DATASET RECORDS:
//! Structured logging.
//!
//! JSON output by default, with pretty and compact formats for terminals and
//! per-module level directives layered over a global level.

use std::collections::BTreeMap;

use serde::{Deserialize, Serialize};
use tracing_subscriber::{
    fmt::{self, format::FmtSpan, writer::BoxMakeWriter},
    layer::SubscriberExt,
    util::SubscriberInitExt,
    EnvFilter,
};

/// Logging configuration.
#[derive(Debug, Clone, PartialEq, Serialize, Deserialize)]
pub struct LoggingConfig {
    /// Global log level (trace, debug, info, warn, error)
    #[serde(default = "default_log_level")]
    pub level: String,

    /// Output format
    #[serde(default)]
    pub format: LogFormat,

    /// Per-module levels, e.g. `covenant_core::scheduler = "debug"`
    #[serde(default)]
    pub module_levels: BTreeMap<String, String>,

    /// Include file and line number
    #[serde(default)]
    pub include_location: bool,

    /// Include thread ids and names
    #[serde(default)]
    pub include_thread: bool,

    /// Include the module path
    #[serde(default = "default_include_target")]
    pub include_target: bool,

    /// Emit an event when a span closes
    #[serde(default)]
    pub span_close_events: bool,

    /// Write to stderr instead of stdout
    #[serde(default = "default_to_stderr")]
    pub to_stderr: bool,
}

fn default_log_level() -> String {
    "info".to_string()
}

fn default_include_target() -> bool {
    true
}

fn default_to_stderr() -> bool {
    true
}

impl Default for LoggingConfig {
    fn default() -> Self {
        Self {
            level: default_log_level(),
            format: LogFormat::default(),
            module_levels: BTreeMap::new(),
            include_location: false,
            include_thread: false,
            include_target: default_include_target(),
            span_close_events: false,
            to_stderr: default_to_stderr(),
        }
    }
}

impl LoggingConfig {
    pub fn with_level(mut self, level: impl Into<String>) -> Self {
        self.level = level.into();
        self
    }

    pub fn with_format(mut self, format: LogFormat) -> Self {
        self.format = format;
        self
    }

    /// Global level plus module directives.
    pub fn env_filter(&self) -> anyhow::Result<EnvFilter> {
        let mut filter = EnvFilter::try_new(&self.level)?;
        for (module, level) in &self.module_levels {
            filter = filter.add_directive(format!("{}={}", module, level).parse()?);
        }
        Ok(filter)
    }

    fn span_events(&self) -> FmtSpan {
        if self.span_close_events {
            FmtSpan::CLOSE
        } else {
            FmtSpan::NONE
        }
    }
}

/// Log output format.
#[derive(Debug, Clone, Copy, Default, PartialEq, Eq, Serialize, Deserialize)]
#[serde(rename_all = "lowercase")]
pub enum LogFormat {
    #[default]
    Json,
    Pretty,
    Compact,
}

impl std::str::FromStr for LogFormat {
    type Err = String;

    fn from_str(s: &str) -> Result<Self, Self::Err> {
        match s.to_ascii_lowercase().as_str() {
            "json" => Ok(Self::Json),
            "pretty" => Ok(Self::Pretty),
            "compact" => Ok(Self::Compact),
            other => Err(format!("unknown log format: {}", other)),
        }
    }
}

/// Install the global subscriber.
///
/// Fails if the level directives do not parse or a subscriber is already
/// installed.
pub fn init_logging(config: &LoggingConfig) -> anyhow::Result<()> {
    let filter = config.env_filter()?;
    let writer = if config.to_stderr {
        BoxMakeWriter::new(std::io::stderr)
    } else {
        BoxMakeWriter::new(std::io::stdout)
    };

    match config.format {
        LogFormat::Json => {
            let fmt_layer = fmt::layer()
                .json()
                .with_writer(writer)
                .with_span_events(config.span_events())
                .with_file(config.include_location)
                .with_line_number(config.include_location)
                .with_thread_ids(config.include_thread)
                .with_thread_names(config.include_thread)
                .with_target(config.include_target);

            tracing_subscriber::registry()
                .with(filter)
                .with(fmt_layer)
                .try_init()?;
        }
        LogFormat::Pretty => {
            let fmt_layer = fmt::layer()
                .pretty()
                .with_writer(writer)
                .with_span_events(config.span_events())
                .with_file(config.include_location)
                .with_line_number(config.include_location)
                .with_thread_ids(config.include_thread)
                .with_thread_names(config.include_thread)
                .with_target(config.include_target);

            tracing_subscriber::registry()
                .with(filter)
                .with(fmt_layer)
                .try_init()?;
        }
        LogFormat::Compact => {
            let fmt_layer = fmt::layer()
                .compact()
                .with_writer(writer)
                .with_span_events(config.span_events())
                .with_target(config.include_target);

            tracing_subscriber::registry()
                .with(filter)
                .with(fmt_layer)
                .try_init()?;
        }
    }

    tracing::debug!(level = %config.level, format = ?config.format, "Logging initialized");
    Ok(())
}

THE PROBLEM:
Pick out every line of the listing containing the word "parse", and show those lines.

RESULT OF THE EXERCISE:
            filter = filter.add_directive(format!("{}={}", module, level).parse()?);
/// Fails if the level directives do not parse or a subscriber is already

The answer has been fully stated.